* [Requirement] Look through the data that follows and copy each line with the string "enum".

* [Data section]
......
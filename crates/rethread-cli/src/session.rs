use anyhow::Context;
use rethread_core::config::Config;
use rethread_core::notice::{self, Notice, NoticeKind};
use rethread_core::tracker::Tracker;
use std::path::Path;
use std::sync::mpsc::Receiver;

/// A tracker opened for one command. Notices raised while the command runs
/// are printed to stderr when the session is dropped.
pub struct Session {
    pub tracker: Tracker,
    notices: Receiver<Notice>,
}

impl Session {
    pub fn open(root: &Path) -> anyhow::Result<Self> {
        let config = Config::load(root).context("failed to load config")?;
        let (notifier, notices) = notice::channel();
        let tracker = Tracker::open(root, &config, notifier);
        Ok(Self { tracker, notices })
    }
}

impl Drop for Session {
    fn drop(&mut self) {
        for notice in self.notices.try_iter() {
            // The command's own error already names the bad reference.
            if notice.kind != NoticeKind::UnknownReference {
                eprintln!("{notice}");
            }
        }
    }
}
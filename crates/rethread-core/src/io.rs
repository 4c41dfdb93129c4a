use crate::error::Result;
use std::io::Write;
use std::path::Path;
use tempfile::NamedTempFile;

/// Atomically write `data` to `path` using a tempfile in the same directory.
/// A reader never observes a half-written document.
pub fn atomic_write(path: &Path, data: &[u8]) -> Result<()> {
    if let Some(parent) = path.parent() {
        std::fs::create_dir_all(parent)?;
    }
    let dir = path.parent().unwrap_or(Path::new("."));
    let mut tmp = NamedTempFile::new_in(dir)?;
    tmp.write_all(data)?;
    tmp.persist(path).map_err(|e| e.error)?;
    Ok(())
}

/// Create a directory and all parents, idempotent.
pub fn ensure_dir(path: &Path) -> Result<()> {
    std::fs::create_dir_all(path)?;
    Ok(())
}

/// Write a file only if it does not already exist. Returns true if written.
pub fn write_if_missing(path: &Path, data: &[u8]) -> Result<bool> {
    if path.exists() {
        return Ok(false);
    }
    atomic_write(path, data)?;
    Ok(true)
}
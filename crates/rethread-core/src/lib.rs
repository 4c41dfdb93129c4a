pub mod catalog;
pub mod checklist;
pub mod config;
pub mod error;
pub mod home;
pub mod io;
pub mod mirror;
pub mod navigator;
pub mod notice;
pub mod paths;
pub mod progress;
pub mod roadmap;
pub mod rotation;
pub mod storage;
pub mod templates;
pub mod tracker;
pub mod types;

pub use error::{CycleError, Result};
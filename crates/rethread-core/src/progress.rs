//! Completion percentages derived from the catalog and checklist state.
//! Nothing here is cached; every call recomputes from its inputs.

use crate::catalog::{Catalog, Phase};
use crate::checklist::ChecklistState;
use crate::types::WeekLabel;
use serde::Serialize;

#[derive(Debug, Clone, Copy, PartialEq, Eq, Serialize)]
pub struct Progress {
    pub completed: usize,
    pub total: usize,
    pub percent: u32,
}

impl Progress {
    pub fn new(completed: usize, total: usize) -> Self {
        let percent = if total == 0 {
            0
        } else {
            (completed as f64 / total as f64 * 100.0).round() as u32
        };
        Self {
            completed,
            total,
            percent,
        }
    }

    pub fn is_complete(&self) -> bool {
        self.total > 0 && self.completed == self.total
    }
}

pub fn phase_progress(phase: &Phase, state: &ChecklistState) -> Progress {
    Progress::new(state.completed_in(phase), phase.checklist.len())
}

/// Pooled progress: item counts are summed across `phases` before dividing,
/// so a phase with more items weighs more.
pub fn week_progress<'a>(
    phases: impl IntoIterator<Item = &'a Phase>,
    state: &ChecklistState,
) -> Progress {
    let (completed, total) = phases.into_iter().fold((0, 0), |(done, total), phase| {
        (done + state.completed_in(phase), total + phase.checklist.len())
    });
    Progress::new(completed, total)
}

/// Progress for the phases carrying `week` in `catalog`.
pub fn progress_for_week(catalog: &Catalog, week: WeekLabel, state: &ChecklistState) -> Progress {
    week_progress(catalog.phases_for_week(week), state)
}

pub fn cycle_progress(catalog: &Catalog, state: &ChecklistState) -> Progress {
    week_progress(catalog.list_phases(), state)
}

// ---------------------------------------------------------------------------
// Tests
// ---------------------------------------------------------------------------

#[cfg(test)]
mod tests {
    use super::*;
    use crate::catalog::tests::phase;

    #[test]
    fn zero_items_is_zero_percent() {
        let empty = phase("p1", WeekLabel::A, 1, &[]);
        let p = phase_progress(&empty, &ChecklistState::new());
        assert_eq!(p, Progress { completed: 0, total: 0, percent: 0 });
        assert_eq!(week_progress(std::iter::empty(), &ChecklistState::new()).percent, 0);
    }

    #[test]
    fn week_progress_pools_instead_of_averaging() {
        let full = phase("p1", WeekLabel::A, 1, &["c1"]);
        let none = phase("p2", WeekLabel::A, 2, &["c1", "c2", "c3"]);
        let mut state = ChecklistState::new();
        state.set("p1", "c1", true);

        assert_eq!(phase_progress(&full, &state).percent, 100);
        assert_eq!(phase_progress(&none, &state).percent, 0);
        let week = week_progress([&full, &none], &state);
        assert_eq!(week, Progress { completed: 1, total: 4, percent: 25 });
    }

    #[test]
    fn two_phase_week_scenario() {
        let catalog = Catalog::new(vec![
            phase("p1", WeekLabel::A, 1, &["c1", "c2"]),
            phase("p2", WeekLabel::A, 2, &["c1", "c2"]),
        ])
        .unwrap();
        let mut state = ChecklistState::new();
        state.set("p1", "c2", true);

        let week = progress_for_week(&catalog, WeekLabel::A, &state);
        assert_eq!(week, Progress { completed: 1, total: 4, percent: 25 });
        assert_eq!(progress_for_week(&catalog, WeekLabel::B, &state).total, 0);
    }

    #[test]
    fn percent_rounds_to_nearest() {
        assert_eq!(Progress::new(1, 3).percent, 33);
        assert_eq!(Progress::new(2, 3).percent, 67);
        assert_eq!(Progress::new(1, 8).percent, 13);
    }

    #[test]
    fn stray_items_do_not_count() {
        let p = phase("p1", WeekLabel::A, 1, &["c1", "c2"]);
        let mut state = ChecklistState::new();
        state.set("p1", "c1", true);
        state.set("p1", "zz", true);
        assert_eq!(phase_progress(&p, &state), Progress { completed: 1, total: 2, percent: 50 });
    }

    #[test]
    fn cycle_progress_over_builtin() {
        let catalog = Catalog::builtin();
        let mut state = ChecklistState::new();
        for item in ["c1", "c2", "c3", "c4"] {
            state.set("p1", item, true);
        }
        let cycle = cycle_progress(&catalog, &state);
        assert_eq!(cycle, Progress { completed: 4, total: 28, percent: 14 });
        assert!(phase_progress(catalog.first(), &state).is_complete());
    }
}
......
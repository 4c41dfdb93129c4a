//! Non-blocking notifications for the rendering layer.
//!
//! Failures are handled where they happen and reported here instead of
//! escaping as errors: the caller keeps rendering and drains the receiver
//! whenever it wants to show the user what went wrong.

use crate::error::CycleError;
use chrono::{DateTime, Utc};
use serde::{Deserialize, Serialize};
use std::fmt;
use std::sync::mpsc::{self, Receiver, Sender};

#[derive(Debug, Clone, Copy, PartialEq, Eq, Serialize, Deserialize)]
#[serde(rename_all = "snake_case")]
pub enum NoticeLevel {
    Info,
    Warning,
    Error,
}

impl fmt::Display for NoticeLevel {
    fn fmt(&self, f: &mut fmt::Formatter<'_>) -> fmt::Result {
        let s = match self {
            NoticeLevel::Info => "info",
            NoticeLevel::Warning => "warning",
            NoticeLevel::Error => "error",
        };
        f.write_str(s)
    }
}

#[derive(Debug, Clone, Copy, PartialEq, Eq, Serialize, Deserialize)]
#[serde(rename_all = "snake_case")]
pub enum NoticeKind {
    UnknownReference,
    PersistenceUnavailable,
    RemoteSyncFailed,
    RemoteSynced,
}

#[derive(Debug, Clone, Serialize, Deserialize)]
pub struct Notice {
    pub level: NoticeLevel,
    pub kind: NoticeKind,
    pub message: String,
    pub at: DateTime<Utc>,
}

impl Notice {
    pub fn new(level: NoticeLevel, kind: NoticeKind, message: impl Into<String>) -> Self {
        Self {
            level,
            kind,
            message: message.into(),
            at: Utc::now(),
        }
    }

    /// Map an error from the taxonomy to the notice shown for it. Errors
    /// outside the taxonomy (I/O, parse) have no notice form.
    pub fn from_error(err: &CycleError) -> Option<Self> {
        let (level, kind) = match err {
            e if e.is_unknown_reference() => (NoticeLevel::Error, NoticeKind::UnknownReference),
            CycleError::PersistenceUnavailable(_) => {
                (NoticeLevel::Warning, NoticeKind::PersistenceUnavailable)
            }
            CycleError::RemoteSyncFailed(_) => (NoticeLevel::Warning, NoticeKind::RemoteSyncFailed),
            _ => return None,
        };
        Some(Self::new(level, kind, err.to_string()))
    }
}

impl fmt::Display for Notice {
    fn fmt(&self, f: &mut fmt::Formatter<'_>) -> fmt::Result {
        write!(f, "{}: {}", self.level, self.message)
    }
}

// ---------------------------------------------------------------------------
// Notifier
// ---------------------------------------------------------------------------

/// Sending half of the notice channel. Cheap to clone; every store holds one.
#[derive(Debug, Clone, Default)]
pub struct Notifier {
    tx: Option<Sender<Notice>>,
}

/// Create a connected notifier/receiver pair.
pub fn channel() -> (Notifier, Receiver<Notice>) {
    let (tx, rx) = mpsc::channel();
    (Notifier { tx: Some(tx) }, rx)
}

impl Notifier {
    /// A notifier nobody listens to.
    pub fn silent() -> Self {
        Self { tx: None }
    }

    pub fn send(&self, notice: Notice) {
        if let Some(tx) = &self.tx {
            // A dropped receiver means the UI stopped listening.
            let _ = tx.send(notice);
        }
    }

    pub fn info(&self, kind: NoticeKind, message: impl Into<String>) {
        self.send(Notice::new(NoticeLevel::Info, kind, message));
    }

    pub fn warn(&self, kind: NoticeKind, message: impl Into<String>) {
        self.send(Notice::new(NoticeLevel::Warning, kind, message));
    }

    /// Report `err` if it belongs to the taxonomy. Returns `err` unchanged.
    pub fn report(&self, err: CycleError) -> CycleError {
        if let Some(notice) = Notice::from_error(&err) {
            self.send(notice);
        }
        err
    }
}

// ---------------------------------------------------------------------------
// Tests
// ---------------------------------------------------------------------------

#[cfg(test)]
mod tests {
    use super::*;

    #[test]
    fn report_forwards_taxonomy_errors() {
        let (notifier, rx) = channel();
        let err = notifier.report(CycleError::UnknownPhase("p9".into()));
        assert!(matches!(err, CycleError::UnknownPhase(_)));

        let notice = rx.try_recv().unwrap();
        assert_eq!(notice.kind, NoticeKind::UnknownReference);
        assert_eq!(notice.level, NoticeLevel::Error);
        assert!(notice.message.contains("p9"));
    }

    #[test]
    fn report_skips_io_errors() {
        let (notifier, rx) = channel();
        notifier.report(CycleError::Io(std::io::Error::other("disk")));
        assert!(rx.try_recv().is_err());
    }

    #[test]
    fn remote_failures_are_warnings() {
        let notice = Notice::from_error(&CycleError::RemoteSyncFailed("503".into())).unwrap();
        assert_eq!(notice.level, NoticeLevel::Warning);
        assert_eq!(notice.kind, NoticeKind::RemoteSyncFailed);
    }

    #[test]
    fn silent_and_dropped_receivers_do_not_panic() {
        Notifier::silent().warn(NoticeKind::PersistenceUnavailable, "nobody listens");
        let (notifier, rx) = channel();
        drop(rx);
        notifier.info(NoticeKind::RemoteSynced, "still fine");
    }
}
......
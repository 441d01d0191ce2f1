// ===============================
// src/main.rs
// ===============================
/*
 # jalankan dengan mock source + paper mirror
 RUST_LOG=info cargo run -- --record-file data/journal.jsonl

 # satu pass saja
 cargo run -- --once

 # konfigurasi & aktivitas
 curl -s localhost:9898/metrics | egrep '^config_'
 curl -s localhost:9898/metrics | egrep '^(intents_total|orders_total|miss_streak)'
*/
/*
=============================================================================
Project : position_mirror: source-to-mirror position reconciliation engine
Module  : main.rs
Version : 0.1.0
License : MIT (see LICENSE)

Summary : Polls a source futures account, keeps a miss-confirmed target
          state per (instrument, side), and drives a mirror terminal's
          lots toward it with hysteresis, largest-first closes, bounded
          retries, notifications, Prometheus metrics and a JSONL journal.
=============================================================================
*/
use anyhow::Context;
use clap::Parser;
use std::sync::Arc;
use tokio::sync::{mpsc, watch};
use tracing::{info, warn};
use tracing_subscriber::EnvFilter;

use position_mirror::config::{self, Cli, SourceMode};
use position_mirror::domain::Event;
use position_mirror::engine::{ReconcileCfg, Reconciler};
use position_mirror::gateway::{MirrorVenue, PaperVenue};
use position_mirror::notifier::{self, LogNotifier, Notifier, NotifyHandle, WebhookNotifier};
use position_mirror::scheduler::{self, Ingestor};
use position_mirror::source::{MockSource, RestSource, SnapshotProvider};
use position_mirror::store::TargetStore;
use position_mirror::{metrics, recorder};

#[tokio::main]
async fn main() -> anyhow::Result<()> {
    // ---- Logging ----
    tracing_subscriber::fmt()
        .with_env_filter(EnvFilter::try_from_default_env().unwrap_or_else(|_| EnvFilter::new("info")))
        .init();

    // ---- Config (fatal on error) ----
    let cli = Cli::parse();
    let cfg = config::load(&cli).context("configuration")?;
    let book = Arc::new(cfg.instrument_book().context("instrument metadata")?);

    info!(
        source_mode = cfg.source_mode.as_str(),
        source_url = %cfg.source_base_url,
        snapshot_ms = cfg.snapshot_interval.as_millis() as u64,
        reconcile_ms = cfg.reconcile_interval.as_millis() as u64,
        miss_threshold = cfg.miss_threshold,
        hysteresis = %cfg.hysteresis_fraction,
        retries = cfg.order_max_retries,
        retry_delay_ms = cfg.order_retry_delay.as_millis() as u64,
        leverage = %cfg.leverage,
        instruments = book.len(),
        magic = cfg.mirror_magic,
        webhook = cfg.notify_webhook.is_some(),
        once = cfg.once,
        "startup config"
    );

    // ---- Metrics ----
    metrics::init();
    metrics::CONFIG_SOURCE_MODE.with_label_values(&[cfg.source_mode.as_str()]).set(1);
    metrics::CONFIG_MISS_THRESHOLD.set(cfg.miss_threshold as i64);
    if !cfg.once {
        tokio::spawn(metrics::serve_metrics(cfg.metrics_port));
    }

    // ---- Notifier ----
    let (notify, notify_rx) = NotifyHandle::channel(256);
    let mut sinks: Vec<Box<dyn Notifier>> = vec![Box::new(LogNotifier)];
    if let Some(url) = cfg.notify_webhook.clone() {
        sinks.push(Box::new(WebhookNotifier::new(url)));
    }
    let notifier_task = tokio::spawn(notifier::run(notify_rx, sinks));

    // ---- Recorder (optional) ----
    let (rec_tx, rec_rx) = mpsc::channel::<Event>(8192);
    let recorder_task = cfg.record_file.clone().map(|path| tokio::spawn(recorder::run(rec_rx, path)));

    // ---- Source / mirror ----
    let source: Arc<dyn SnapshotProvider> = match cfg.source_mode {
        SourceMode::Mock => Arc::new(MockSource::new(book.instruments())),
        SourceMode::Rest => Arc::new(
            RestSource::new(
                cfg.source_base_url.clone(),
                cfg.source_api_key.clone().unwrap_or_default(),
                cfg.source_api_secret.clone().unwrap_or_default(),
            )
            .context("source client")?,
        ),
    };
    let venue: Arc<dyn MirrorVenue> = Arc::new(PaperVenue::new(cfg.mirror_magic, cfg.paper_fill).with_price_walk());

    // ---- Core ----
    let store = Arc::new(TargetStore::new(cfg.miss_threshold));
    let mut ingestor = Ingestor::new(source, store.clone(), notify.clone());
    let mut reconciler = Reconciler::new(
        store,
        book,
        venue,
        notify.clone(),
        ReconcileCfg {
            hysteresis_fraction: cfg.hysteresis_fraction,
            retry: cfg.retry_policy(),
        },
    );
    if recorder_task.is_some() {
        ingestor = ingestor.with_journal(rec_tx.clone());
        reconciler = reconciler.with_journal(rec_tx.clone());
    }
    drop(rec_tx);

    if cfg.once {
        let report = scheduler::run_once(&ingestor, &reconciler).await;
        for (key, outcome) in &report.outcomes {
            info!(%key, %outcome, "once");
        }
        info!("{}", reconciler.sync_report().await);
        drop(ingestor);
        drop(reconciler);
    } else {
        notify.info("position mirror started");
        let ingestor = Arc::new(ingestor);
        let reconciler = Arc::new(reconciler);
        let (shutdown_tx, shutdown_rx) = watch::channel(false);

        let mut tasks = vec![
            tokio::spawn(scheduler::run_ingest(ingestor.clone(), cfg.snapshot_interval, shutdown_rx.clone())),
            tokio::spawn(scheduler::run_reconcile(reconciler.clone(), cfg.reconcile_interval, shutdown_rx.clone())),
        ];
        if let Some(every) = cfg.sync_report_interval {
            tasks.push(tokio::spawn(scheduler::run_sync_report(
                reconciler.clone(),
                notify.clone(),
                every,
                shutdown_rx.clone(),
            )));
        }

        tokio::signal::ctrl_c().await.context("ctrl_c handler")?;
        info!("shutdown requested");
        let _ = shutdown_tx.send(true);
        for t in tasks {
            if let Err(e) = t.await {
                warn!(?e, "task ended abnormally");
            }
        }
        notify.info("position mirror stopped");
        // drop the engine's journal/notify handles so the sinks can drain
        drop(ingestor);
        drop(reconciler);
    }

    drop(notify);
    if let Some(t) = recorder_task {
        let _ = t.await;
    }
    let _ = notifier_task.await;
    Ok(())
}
......
* [Response below]
pub enum NoticeLevel {
pub enum NoticeKind {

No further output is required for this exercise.